Mounting evidence from a variety of experiments dating back as far as the 1880s, as well as careful analysis and interpretation of Maxwell's electromagnetic theory of light, slowly convinced the scientific community that, in fact, this is not what you will see. Even though you are retreating, you will still measure the speed of the approaching photons as 670 million miles per hour, not a bit less. Although at first it sounds completely ridiculous, unlike what happens if one runs from an oncoming baseball, grenade, or avalanche, the speed of approaching photons is always 670 million miles per hour. The same is true if you run toward oncoming photons or chase after them—their speed of approach or recession is completely unchanged; they still appear to travel at 670 million miles per hour. Regardless of relative motion between the source of photons and the observer, the speed of light is always the same. 2

Technological limitations are such that the "experiments" with light, as described, cannot actually be carried out. However, comparable experiments can. For instance, in 1913 the Dutch physicist Willem de Sitter suggested that fast-moving binary stars (two stars that orbit one another) could be used to measure the effect of a moving source on the speed of light. Various experiments of this sort over the past eight decades have verified that the speed of light received from a moving star is the same as that from a stationary star—670 million miles per hour—to within the impressive accuracy of ever more refined measuring devices. Moreover, a wealth of other detailed experiments has been carried out during the past century—experiments that directly measure the speed of light in various circumstances, as well as test many of the implications arising from this characteristic of light, as discussed shortly—and all have confirmed the constancy of the speed of light.

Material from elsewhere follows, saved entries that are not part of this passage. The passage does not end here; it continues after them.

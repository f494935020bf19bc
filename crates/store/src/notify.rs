//! Admin notifications for new inquiries.
//!
//! Notification failure never fails the submission; callers log and
//! move on.

use async_trait::async_trait;
use serde::{Deserialize, Serialize};
use std::time::Duration;
use tracing::{info, warn};

use gateway_core::{Error, InquiryRecord, Result};

use crate::InquiryNotifier;

/// Notification configuration.
#[derive(Debug, Clone, Default, Serialize, Deserialize)]
#[serde(default)]
pub struct NotifyConfig {
    /// Webhook to POST each inquiry to, in addition to the log line.
    pub webhook_url: Option<String>,
}

/// Notification channel.
#[derive(Debug, Clone)]
pub enum NotificationChannel {
    /// Log only (default)
    Log,
    /// POST the inquiry record to a webhook
    Webhook { url: String },
}

/// Sends new-lead notifications over the configured channels.
pub struct Notifier {
    channels: Vec<NotificationChannel>,
    http: reqwest::Client,
}

impl Default for Notifier {
    fn default() -> Self {
        Self::new()
    }
}

impl Notifier {
    pub fn new() -> Self {
        Self {
            channels: vec![NotificationChannel::Log],
            http: reqwest::Client::builder()
                .timeout(Duration::from_secs(5))
                .build()
                .expect("Failed to create HTTP client"),
        }
    }

    pub fn with_channel(mut self, channel: NotificationChannel) -> Self {
        self.channels.push(channel);
        self
    }

    pub fn from_config(config: &NotifyConfig) -> Self {
        let notifier = Self::new();
        match &config.webhook_url {
            Some(url) => notifier.with_channel(NotificationChannel::Webhook { url: url.clone() }),
            None => notifier,
        }
    }
}

#[async_trait]
impl InquiryNotifier for Notifier {
    async fn notify_inquiry(&self, record: &InquiryRecord) -> Result<()> {
        let mut last_err = None;

        for channel in &self.channels {
            match channel {
                NotificationChannel::Log => {
                    info!(
                        inquiry_id = %record.id,
                        tour_slug = %record.tour_slug,
                        "New inquiry received"
                    );
                }
                NotificationChannel::Webhook { url } => {
                    let sent = self.http.post(url).json(record).send().await;
                    match sent {
                        Ok(response) if response.status().is_success() => {}
                        Ok(response) => {
                            warn!(url = %url, status = %response.status(), "inquiry webhook rejected");
                            last_err =
                                Some(Error::upstream(format!("webhook returned {}", response.status())));
                        }
                        Err(e) => {
                            warn!(url = %url, error = %e, "inquiry webhook failed");
                            last_err = Some(Error::upstream(format!("webhook unreachable: {e}")));
                        }
                    }
                }
            }
        }

        match last_err {
            Some(err) => Err(err),
            None => Ok(()),
        }
    }
}
//! Threat detection over the signature table.

use crate::signatures::{signatures, Severity, ThreatCategory};

/// Outcome of a signature scan.
#[derive(Debug, Clone, Copy, PartialEq, Eq)]
pub struct ThreatMatch {
    pub category: ThreatCategory,
    pub severity: Severity,
}

/// Scan `text` against the full signature table.
///
/// Every signature is evaluated; composite payloads that straddle two
/// classic patterns (`') OR ('1'='1'--`) are caught because no
/// category group short-circuits the rest. Returns the
/// highest-severity match, first-listed on ties.
pub fn detect(text: &str) -> Option<ThreatMatch> {
    let mut best: Option<ThreatMatch> = None;
    for signature in signatures() {
        if !signature.is_match(text) {
            continue;
        }
        let hit = ThreatMatch {
            category: signature.category,
            severity: signature.severity,
        };
        match best {
            Some(current) if current.severity >= hit.severity => {}
            _ => best = Some(hit),
        }
    }
    best
}
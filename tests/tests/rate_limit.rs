//! Rate limiting integration tests.
//!
//! Exercises the per-tier fixed-window quotas through the real
//! router, with the client key derived from forwarded headers.

use axum::http::StatusCode;
use axum_test::TestServer;
use guard::{RateTiers, TierLimit};
use integration_tests::{fixtures, setup::TestContext};

fn tiers(booking: u64, redirect: u64) -> RateTiers {
    RateTiers {
        booking: TierLimit {
            limit: booking,
            window_secs: 60,
        },
        redirect: TierLimit {
            limit: redirect,
            window_secs: 60,
        },
        ..RateTiers::default()
    }
}

/// Test the booking quota exhausts at its limit with a Retry-After hint
#[tokio::test]
async fn test_booking_quota_exhausts_at_limit() {
    let ctx = TestContext::with_tiers(tiers(3, 30));
    let server = TestServer::new(ctx.router.clone()).expect("Failed to create test server");

    for _ in 0..3 {
        let response = server
            .post("/api/inquiries")
            .content_type("application/json")
            .add_header("X-Forwarded-For", "198.51.100.7")
            .bytes(fixtures::inquiry_payload(&ctx.tour).to_string().into())
            .await;
        response.assert_status(StatusCode::OK);
    }

    let response = server
        .post("/api/inquiries")
        .content_type("application/json")
        .add_header("X-Forwarded-For", "198.51.100.7")
        .bytes(fixtures::inquiry_payload(&ctx.tour).to_string().into())
        .await;

    response.assert_status(StatusCode::TOO_MANY_REQUESTS);
    let body: serde_json::Value = response.json();
    assert_eq!(body["error"], "Too many requests");

    let retry_after: u64 = response
        .headers()
        .get("Retry-After")
        .expect("429 must carry Retry-After")
        .to_str()
        .unwrap()
        .parse()
        .expect("Retry-After must be integer seconds");
    assert!((1..=60).contains(&retry_after), "got {retry_after}");

    assert_eq!(ctx.events.inquiry_count(), 3, "the denied submission is not stored");
}

/// Test the production default of ten bookings per minute
#[tokio::test]
async fn test_default_booking_limit_is_ten_per_minute() {
    let ctx = TestContext::new();
    let server = TestServer::new(ctx.router.clone()).expect("Failed to create test server");

    for i in 0..10 {
        let response = server
            .post("/api/inquiries")
            .content_type("application/json")
            .add_header("X-Forwarded-For", "198.51.100.8")
            .bytes(fixtures::inquiry_payload(&ctx.tour).to_string().into())
            .await;
        assert_eq!(
            response.status_code(),
            StatusCode::OK,
            "submission {} of 10 should be within quota",
            i + 1
        );
    }

    let response = server
        .post("/api/inquiries")
        .content_type("application/json")
        .add_header("X-Forwarded-For", "198.51.100.8")
        .bytes(fixtures::inquiry_payload(&ctx.tour).to_string().into())
        .await;
    response.assert_status(StatusCode::TOO_MANY_REQUESTS);
}

/// Test quotas are tracked per client IP
#[tokio::test]
async fn test_separate_ips_have_separate_quotas() {
    let ctx = TestContext::with_tiers(tiers(1, 30));
    let server = TestServer::new(ctx.router.clone()).expect("Failed to create test server");

    let first = server
        .post("/api/inquiries")
        .content_type("application/json")
        .add_header("X-Forwarded-For", "198.51.100.10")
        .bytes(fixtures::inquiry_payload(&ctx.tour).to_string().into())
        .await;
    first.assert_status(StatusCode::OK);

    let exhausted = server
        .post("/api/inquiries")
        .content_type("application/json")
        .add_header("X-Forwarded-For", "198.51.100.10")
        .bytes(fixtures::inquiry_payload(&ctx.tour).to_string().into())
        .await;
    exhausted.assert_status(StatusCode::TOO_MANY_REQUESTS);

    let other_ip = server
        .post("/api/inquiries")
        .content_type("application/json")
        .add_header("X-Forwarded-For", "198.51.100.11")
        .bytes(fixtures::inquiry_payload(&ctx.tour).to_string().into())
        .await;
    other_ip.assert_status(StatusCode::OK);
}

/// Test the redirect quota is scoped per tour slug
#[tokio::test]
async fn test_redirect_quota_scoped_per_slug() {
    let ctx = TestContext::with_tiers(tiers(10, 2));
    let second = fixtures::theth_tour();
    ctx.catalog.insert(second.clone());
    let server = TestServer::new(ctx.router.clone()).expect("Failed to create test server");

    for _ in 0..2 {
        let response = server
            .get("/out/blue-eye-spring-tour")
            .add_header("X-Forwarded-For", "198.51.100.20")
            .await;
        response.assert_status(StatusCode::FOUND);
    }

    let denied = server
        .get("/out/blue-eye-spring-tour")
        .add_header("X-Forwarded-For", "198.51.100.20")
        .await;
    denied.assert_status(StatusCode::TOO_MANY_REQUESTS);

    // Same visitor, different tour: its own bucket.
    let other_slug = server
        .get(&format!("/out/{}", second.slug))
        .add_header("X-Forwarded-For", "198.51.100.20")
        .await;
    other_slug.assert_status(StatusCode::FOUND);
}

/// Test rejected submissions never consume quota
#[tokio::test]
async fn test_rejected_submissions_do_not_consume_quota() {
    let ctx = TestContext::with_tiers(tiers(2, 30));
    let server = TestServer::new(ctx.router.clone()).expect("Failed to create test server");

    // Three malformed submissions, all refused before the limiter runs.
    for _ in 0..3 {
        let response = server
            .post("/api/inquiries")
            .content_type("application/json")
            .add_header("X-Forwarded-For", "198.51.100.30")
            .bytes("{broken".into())
            .await;
        response.assert_status(StatusCode::BAD_REQUEST);
    }

    // The full quota is still available.
    for _ in 0..2 {
        let response = server
            .post("/api/inquiries")
            .content_type("application/json")
            .add_header("X-Forwarded-For", "198.51.100.30")
            .bytes(fixtures::inquiry_payload(&ctx.tour).to_string().into())
            .await;
        response.assert_status(StatusCode::OK);
    }

    let response = server
        .post("/api/inquiries")
        .content_type("application/json")
        .add_header("X-Forwarded-For", "198.51.100.30")
        .bytes(fixtures::inquiry_payload(&ctx.tour).to_string().into())
        .await;
    response.assert_status(StatusCode::TOO_MANY_REQUESTS);
}
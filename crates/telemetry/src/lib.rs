//! Internal telemetry for the tour gateway.
//!
//! In-process counters and health state, plus tracing setup. Metrics
//! never leave the process; the main loop logs a snapshot on an
//! interval.

pub mod health;
pub mod metrics;
pub mod tracing_setup;

pub use health::*;
pub use metrics::*;
pub use tracing_setup::*;
//! Health check aggregation.

use serde::{Deserialize, Serialize};
use std::sync::atomic::{AtomicBool, Ordering};

/// Health status for a component.
#[derive(Debug, Clone, Copy, PartialEq, Eq, Serialize, Deserialize)]
#[serde(rename_all = "lowercase")]
pub enum HealthStatus {
    Healthy,
    Degraded,
    Unhealthy,
}

impl HealthStatus {
    pub fn is_healthy(&self) -> bool {
        matches!(self, Self::Healthy)
    }

    pub fn is_serving(&self) -> bool {
        matches!(self, Self::Healthy | Self::Degraded)
    }
}

/// Component health state.
#[derive(Debug)]
pub struct ComponentHealth {
    name: &'static str,
    healthy: AtomicBool,
    message: parking_lot::RwLock<Option<String>>,
}

impl ComponentHealth {
    pub const fn new(name: &'static str) -> Self {
        Self {
            name,
            healthy: AtomicBool::new(false),
            message: parking_lot::RwLock::new(None),
        }
    }

    pub fn set_healthy(&self) {
        self.healthy.store(true, Ordering::Relaxed);
        *self.message.write() = None;
    }

    pub fn set_unhealthy(&self, msg: impl Into<String>) {
        self.healthy.store(false, Ordering::Relaxed);
        *self.message.write() = Some(msg.into());
    }

    pub fn is_healthy(&self) -> bool {
        self.healthy.load(Ordering::Relaxed)
    }

    pub fn name(&self) -> &'static str {
        self.name
    }

    pub fn message(&self) -> Option<String> {
        self.message.read().clone()
    }
}

/// Aggregated health status.
#[derive(Debug, Clone, Serialize, Deserialize)]
pub struct HealthReport {
    pub status: HealthStatus,
    pub components: Vec<ComponentHealthReport>,
}

#[derive(Debug, Clone, Serialize, Deserialize)]
pub struct ComponentHealthReport {
    pub name: String,
    pub healthy: bool,
    pub message: Option<String>,
}

/// Global health registry.
///
/// Two tracked components: the hosted data store (reads and writes)
/// and the outbound inquiry notifier.
pub struct HealthRegistry {
    pub store: ComponentHealth,
    pub notifier: ComponentHealth,
}

impl HealthRegistry {
    pub const fn new() -> Self {
        Self {
            store: ComponentHealth::new("store"),
            notifier: ComponentHealth::new("notifier"),
        }
    }

    /// Generate a health report.
    pub fn report(&self) -> HealthReport {
        let components = vec![
            ComponentHealthReport {
                name: self.store.name().to_string(),
                healthy: self.store.is_healthy(),
                message: self.store.message(),
            },
            ComponentHealthReport {
                name: self.notifier.name().to_string(),
                healthy: self.notifier.is_healthy(),
                message: self.notifier.message(),
            },
        ];

        let all_healthy = components.iter().all(|c| c.healthy);
        let any_healthy = components.iter().any(|c| c.healthy);

        let status = if all_healthy {
            HealthStatus::Healthy
        } else if any_healthy {
            HealthStatus::Degraded
        } else {
            HealthStatus::Unhealthy
        };

        HealthReport { status, components }
    }

    /// Check if the service can accept traffic.
    ///
    /// The notifier is best-effort and never gates readiness; a dead
    /// store means writes would all fail, so traffic should drain.
    pub fn is_ready(&self) -> bool {
        self.store.is_healthy()
    }

    /// Check if the service is alive.
    pub fn is_alive(&self) -> bool {
        true // Service is running
    }
}

impl Default for HealthRegistry {
    fn default() -> Self {
        Self::new()
    }
}

/// Global health registry.
pub static HEALTH: std::sync::LazyLock<HealthRegistry> =
    std::sync::LazyLock::new(HealthRegistry::new);

/// Get the global health registry.
pub fn health() -> &'static HealthRegistry {
    &HEALTH
}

If you find this property of light hard to swallow, you are not alone. At the turn of the century physicists went to great length to refute it. They couldn't. Einstein, to the contrary, embraced the constancy of the speed of light, for here was the answer to the conflict that had troubled him since he was a teenager: No matter how harciyou chase after a light beam, it still retreats from you at light speed. You can't make the apparent speed with which light departs one iota less than 670 million miles per hour, let alone slow it down to the point of appearing stationary. Case closed. But this triumph over paradox was no small victory. Einstein realized that the constancy of light's speed spelled the downfall of Newtonian physics.